The researchers recommended that the pilot program's design further the goal of improving provider participation in WC care by addressing the system's main challenges: too few providers, administrative burdens, timeliness of care, low reimbursement for time spent, and MPN inadequacies.
The researchers recommended a two-stage development process for the pilot. In the first stage, DWC would hold working groups with stakeholders to discuss commitment, main players, goals, data needs, overall program design and definitions, and possibly some data analysis on the feasibility of specific metrics.
In the second stage, DWC would develop a detailed process and plan to finalize the pilot's components and processes, participants' roles, and needed resources. This process and plan should be informed by input from the stakeholder working groups (from stage one) and include discussions and data analysis to finalize the pilot's components and processes, participants' roles and responsibilities, and the resources needed for successful program implementation, including in-depth analysis of data.
The research team recommended that initial measurements focus on administrative aspects of WC participation (e.g., timely submission of forms and reports by providers) and patient experience (e.g., key aspects of patient experience captured through injured worker/patient experience surveys akin to the Consumer Assessment of Healthcare Providers and Systems [CAHPS] surveys).
As the program matures and the goals of the program evolve and expand to include quality of care, additional measures that focus on providing guidelines for consistent care and measures of improvement in functional status or ability to return to work could be added. Quality measures could focus on clinical areas of particular concern.

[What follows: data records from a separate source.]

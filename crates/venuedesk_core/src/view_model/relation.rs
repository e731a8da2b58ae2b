//! Foreign-key resolution for joined table columns.
//!
//! Both resolvers give the same observable result: the label of the referenced
//! entity, or `None` when the key does not resolve. Neither ever fails.

use crate::model::entity::{Entity, EntityId, Labelled};
use crate::repo::store::{EntityStore, StoreError, StoreResult};
use log::warn;
use std::collections::HashMap;
use std::marker::PhantomData;

/// Resolves a foreign key to the display label of the referenced entity.
pub trait Relation {
    fn resolve(&self, id: EntityId) -> Option<String>;
}

/// Labels batch-loaded once per refresh cycle.
#[derive(Debug, Clone, Default, PartialEq, Eq)]
pub struct CachedRelation {
    labels: HashMap<EntityId, String>,
}

impl CachedRelation {
    pub fn from_entities<T: Entity + Labelled>(entities: &[T]) -> Self {
        Self {
            labels: entities
                .iter()
                .map(|entity| (entity.id(), entity.label().to_string()))
                .collect(),
        }
    }

    /// Loads every row of `T` through the store.
    pub fn load<T: Entity + Labelled>(store: &impl EntityStore<T>) -> StoreResult<Self> {
        Ok(Self::from_entities(&store.get_all()?))
    }

    pub fn len(&self) -> usize {
        self.labels.len()
    }

    pub fn is_empty(&self) -> bool {
        self.labels.is_empty()
    }
}

impl Relation for CachedRelation {
    fn resolve(&self, id: EntityId) -> Option<String> {
        self.labels.get(&id).cloned()
    }
}

/// Looks the key up in the store on every render.
pub struct LazyRelation<T, S> {
    store: S,
    kind: PhantomData<fn() -> T>,
}

impl<T: Entity + Labelled, S: EntityStore<T>> LazyRelation<T, S> {
    pub fn new(store: S) -> Self {
        Self {
            store,
            kind: PhantomData,
        }
    }
}

impl<T: Entity + Labelled, S: EntityStore<T>> Relation for LazyRelation<T, S> {
    fn resolve(&self, id: EntityId) -> Option<String> {
        match self.store.get_by_id(id) {
            Ok(entity) => Some(entity.label().to_string()),
            Err(StoreError::NotFound { .. }) => None,
            Err(err) => {
                warn!(
                    "event=relation_resolve module=view_model status=error kind={:?} id={id} error={err}",
                    T::KIND
                );
                None
            }
        }
    }
}
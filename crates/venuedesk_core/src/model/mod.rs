//! Domain model for the catalog and the records projected from it.
//!
//! # Responsibility
//! - Define entity identity (`EntityId`, `EntityKind`) shared by stores and
//!   view-models.
//! - Define named catalog entries and the richer event/work-request records.
//!
//! # Invariants
//! - Every persisted entity is identified by a stable `EntityId`.
//! - Catalog names are never blank; scoped kinds always carry a parent id.

pub mod catalog;
pub mod entity;
pub mod record;

pub use entity::{Entity, EntityId, EntityKind, InsertFields, Labelled, NamedEntity, ValidationError};
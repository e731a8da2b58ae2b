//! Ordered list view-model over one named catalog kind.
//!
//! # Responsibility
//! - Present catalog entries of kind `T` as an editable list.
//! - Synthesize default names on insert, rename in place, and remove behind
//!   confirmation.
//!
//! # Invariants
//! - Names in the cursor are unique (exact, case-sensitive match).
//! - Every mutation hits the store first; the cursor changes only after the
//!   store call succeeded.
//! - Uniqueness is checked by scanning the cursor, which is treated as
//!   authoritative between notifications.

use crate::model::entity::{InsertFields, NamedEntity};
use crate::repo::store::{EntityStore, StoreResult};
use crate::view_model::error::{
    InsertOutcome, ItemFlags, RemoveOutcome, RenameOutcome, ViewModelError, ViewModelResult,
};
use crate::view_model::notify::{ChangeNotifier, ModelEvent, SubscriptionId};
use crate::view_model::prompt::{Confirmation, ConfirmationPrompt, WarningNotifier};
use log::{info, warn};
use std::marker::PhantomData;

/// Prefix of synthesized names: `"Object (<n>)"`.
pub const DEFAULT_NAME_PREFIX: &str = "Object";

const WARNING_TITLE: &str = "Error";

/// Where `insert_row` places the new entry.
#[derive(Debug, Clone, Copy, Default, PartialEq, Eq)]
pub enum InsertPosition {
    #[default]
    End,
    Start,
}

/// Editable list adapter for catalog kind `T` backed by store `S`.
pub struct OrderedListModel<T, S> {
    store: S,
    rows: Vec<T>,
    prompt: Box<dyn ConfirmationPrompt>,
    warnings: Box<dyn WarningNotifier>,
    notifier: ChangeNotifier,
    kind: PhantomData<T>,
}

impl<T: NamedEntity, S: EntityStore<T>> OrderedListModel<T, S> {
    /// Wraps already loaded rows (e.g. the areas of one room).
    pub fn new(
        store: S,
        rows: Vec<T>,
        prompt: impl ConfirmationPrompt + 'static,
        warnings: impl WarningNotifier + 'static,
    ) -> Self {
        Self {
            store,
            rows,
            prompt: Box::new(prompt),
            warnings: Box::new(warnings),
            notifier: ChangeNotifier::new(),
            kind: PhantomData,
        }
    }

    /// Loads every row of the kind through `store.get_all()`.
    pub fn load(
        store: S,
        prompt: impl ConfirmationPrompt + 'static,
        warnings: impl WarningNotifier + 'static,
    ) -> StoreResult<Self> {
        let rows = store.get_all()?;
        Ok(Self::new(store, rows, prompt, warnings))
    }

    /// Replaces the cursor after an external change and emits `Reset`.
    pub fn reload(&mut self, rows: Vec<T>) {
        self.rows = rows;
        self.notifier.emit(ModelEvent::Reset);
    }

    pub fn store(&self) -> &S {
        &self.store
    }

    pub fn rows(&self) -> &[T] {
        &self.rows
    }

    pub fn row_count(&self) -> usize {
        self.rows.len()
    }

    pub fn row(&self, row: usize) -> ViewModelResult<&T> {
        self.rows.get(row).ok_or(ViewModelError::RowOutOfRange {
            row,
            row_count: self.rows.len(),
        })
    }

    pub fn display_name(&self, row: usize) -> ViewModelResult<&str> {
        self.row(row).map(|entry| entry.name())
    }

    /// Every existing row is editable, selectable and enabled.
    pub fn flags(&self, row: usize) -> ViewModelResult<ItemFlags> {
        self.row(row).map(|_| ItemFlags::EDITABLE)
    }

    pub fn subscribe(&mut self, observer: impl FnMut(&ModelEvent) + 'static) -> SubscriptionId {
        self.notifier.subscribe(observer)
    }

    pub fn unsubscribe(&mut self, id: SubscriptionId) -> bool {
        self.notifier.unsubscribe(id)
    }

    /// Creates a new entry named `"Object (<row_count>)"`.
    ///
    /// A name collision is reported through the warning notifier and returned
    /// as `UniquenessViolation`; the store is not called in that case.
    ///
    /// # Errors
    /// - `Store` when create fails; the cursor is unchanged.
    pub fn insert_row(
        &mut self,
        position: InsertPosition,
        fields: InsertFields,
    ) -> ViewModelResult<InsertOutcome> {
        let name = default_name(self.rows.len());
        if self.name_taken(&name, None) {
            self.report_duplicate(&name);
            warn!(
                "event=list_insert module=view_model status=skipped reason=duplicate_name kind={:?}",
                T::KIND
            );
            return Ok(InsertOutcome::UniquenessViolation(name));
        }

        let created = self.store.create(&T::draft(name, fields))?;
        let row = match position {
            InsertPosition::End => self.rows.len(),
            InsertPosition::Start => 0,
        };
        info!(
            "event=list_insert module=view_model status=ok kind={:?} row={row} id={}",
            T::KIND,
            created.id()
        );
        self.rows.insert(row, created);
        self.notifier.emit(ModelEvent::Inserted { row });

        Ok(InsertOutcome::Inserted { row })
    }

    /// Deletes the entry at `row` after the user confirms.
    ///
    /// The store delete runs first; the cursor entry is dropped only after it
    /// succeeded.
    ///
    /// # Errors
    /// - `RowOutOfRange` before any prompt is shown.
    /// - `Store` when delete fails; the cursor still holds the entry.
    pub fn remove_row(&mut self, row: usize) -> ViewModelResult<RemoveOutcome> {
        let entry = self.row(row)?;
        let message = format!("Do you really want to delete '{}'?", entry.name());
        if self.prompt.confirm(&message) == Confirmation::Cancelled {
            info!(
                "event=list_remove module=view_model status=cancelled kind={:?} row={row}",
                T::KIND
            );
            return Ok(RemoveOutcome::Cancelled);
        }

        let id = entry.id();
        self.store.delete(id)?;
        self.rows.remove(row);
        info!(
            "event=list_remove module=view_model status=ok kind={:?} row={row} id={id}",
            T::KIND
        );
        self.notifier.emit(ModelEvent::Removed { row });

        Ok(RemoveOutcome::Removed)
    }

    /// Renames the entry at `row`.
    ///
    /// # Errors
    /// - `RowOutOfRange` for an invalid row.
    /// - `Store` when update fails; the cursor keeps the old name.
    pub fn rename(
        &mut self,
        row: usize,
        new_name: impl Into<String>,
    ) -> ViewModelResult<RenameOutcome> {
        let new_name = new_name.into();
        let current = self.row(row)?;
        if current.name() == new_name {
            return Ok(RenameOutcome::NoOp);
        }
        if new_name.trim().is_empty() {
            self.warnings.notify(WARNING_TITLE, "Name must not be empty.");
            return Ok(RenameOutcome::InvalidName);
        }
        if self.name_taken(&new_name, Some(row)) {
            self.report_duplicate(&new_name);
            return Ok(RenameOutcome::UniquenessViolation(new_name));
        }

        let mut renamed = current.clone();
        renamed.set_name(new_name);
        self.store.update(&renamed)?;
        info!(
            "event=list_rename module=view_model status=ok kind={:?} row={row} id={}",
            T::KIND,
            renamed.id()
        );
        self.rows[row] = renamed;
        self.notifier.emit(ModelEvent::Changed { row });

        Ok(RenameOutcome::Renamed)
    }

    fn name_taken(&self, name: &str, except: Option<usize>) -> bool {
        self.rows
            .iter()
            .enumerate()
            .any(|(index, entry)| Some(index) != except && entry.name() == name)
    }

    fn report_duplicate(&self, name: &str) {
        self.warnings.notify(
            WARNING_TITLE,
            &format!("An object named '{name}' already exists."),
        );
    }
}

fn default_name(index: usize) -> String {
    format!("{DEFAULT_NAME_PREFIX} ({index})")
}

#[cfg(test)]
mod tests {
    use super::default_name;

    #[test]
    fn default_name_embeds_row_count() {
        assert_eq!(default_name(0), "Object (0)");
        assert_eq!(default_name(12), "Object (12)");
    }
}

Pay-for-performance and other incentive-based programs provide financial incentives, nonfinancial incentives, or both. Drawing from stakeholder input, the research team suggested that the pilot’s incentives include easing utilization review and preauthorization requirements for high-performing providers. The research team also suggested that the pilot be paired with changes to the OMFS to improve compensation for currently unreimbursed and under-reimbursed WC reports (i.e., those requiring effort that exceeds what is normally involved in the delivery of health care services).